### Input records
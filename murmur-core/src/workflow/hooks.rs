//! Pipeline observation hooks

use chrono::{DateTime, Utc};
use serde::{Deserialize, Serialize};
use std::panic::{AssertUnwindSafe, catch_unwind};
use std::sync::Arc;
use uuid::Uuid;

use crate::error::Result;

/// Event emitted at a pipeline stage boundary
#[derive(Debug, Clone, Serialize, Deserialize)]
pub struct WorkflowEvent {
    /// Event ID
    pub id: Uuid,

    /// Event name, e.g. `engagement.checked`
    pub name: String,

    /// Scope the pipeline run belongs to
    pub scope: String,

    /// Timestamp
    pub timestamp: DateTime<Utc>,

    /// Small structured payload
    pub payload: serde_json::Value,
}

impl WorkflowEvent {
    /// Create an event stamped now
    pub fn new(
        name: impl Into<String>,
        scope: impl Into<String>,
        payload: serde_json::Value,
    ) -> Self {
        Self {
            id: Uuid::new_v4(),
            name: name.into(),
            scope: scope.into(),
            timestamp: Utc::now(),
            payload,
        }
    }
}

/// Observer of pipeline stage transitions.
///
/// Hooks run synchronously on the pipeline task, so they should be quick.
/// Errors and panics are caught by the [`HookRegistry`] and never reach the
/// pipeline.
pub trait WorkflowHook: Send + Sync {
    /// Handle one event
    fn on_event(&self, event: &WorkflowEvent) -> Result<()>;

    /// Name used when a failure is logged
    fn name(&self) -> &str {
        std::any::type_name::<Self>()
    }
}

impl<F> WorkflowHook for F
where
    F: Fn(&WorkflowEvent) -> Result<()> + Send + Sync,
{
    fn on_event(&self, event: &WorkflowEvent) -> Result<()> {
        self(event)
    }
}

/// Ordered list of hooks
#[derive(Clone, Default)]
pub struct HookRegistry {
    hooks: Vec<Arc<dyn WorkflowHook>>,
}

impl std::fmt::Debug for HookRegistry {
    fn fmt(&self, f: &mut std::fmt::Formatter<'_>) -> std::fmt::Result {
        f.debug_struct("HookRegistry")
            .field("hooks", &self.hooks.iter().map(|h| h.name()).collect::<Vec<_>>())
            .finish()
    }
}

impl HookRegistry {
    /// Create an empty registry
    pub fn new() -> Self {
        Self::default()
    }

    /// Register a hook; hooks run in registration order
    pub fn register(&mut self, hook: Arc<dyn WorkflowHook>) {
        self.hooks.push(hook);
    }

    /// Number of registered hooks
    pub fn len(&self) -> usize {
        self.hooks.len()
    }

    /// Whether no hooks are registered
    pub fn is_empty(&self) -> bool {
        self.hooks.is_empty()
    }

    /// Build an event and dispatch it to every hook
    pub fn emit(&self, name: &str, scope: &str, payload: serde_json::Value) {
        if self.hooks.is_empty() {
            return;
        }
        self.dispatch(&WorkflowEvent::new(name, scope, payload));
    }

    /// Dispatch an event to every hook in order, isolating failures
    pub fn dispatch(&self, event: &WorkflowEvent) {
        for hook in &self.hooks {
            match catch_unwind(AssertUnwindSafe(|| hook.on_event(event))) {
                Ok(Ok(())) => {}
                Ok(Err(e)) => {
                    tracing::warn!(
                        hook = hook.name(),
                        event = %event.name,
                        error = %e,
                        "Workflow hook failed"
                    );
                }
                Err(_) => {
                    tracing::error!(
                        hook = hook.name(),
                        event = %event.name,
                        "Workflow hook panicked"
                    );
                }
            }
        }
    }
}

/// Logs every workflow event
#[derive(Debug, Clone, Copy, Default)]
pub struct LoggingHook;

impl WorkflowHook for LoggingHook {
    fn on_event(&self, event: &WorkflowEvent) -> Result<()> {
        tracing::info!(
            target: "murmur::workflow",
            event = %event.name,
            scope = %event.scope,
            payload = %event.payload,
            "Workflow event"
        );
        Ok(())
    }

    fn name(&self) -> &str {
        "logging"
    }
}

### Exercise requirements
Count up the lines containing "Create" in the listing above, then write that number and stop.

### Result below
2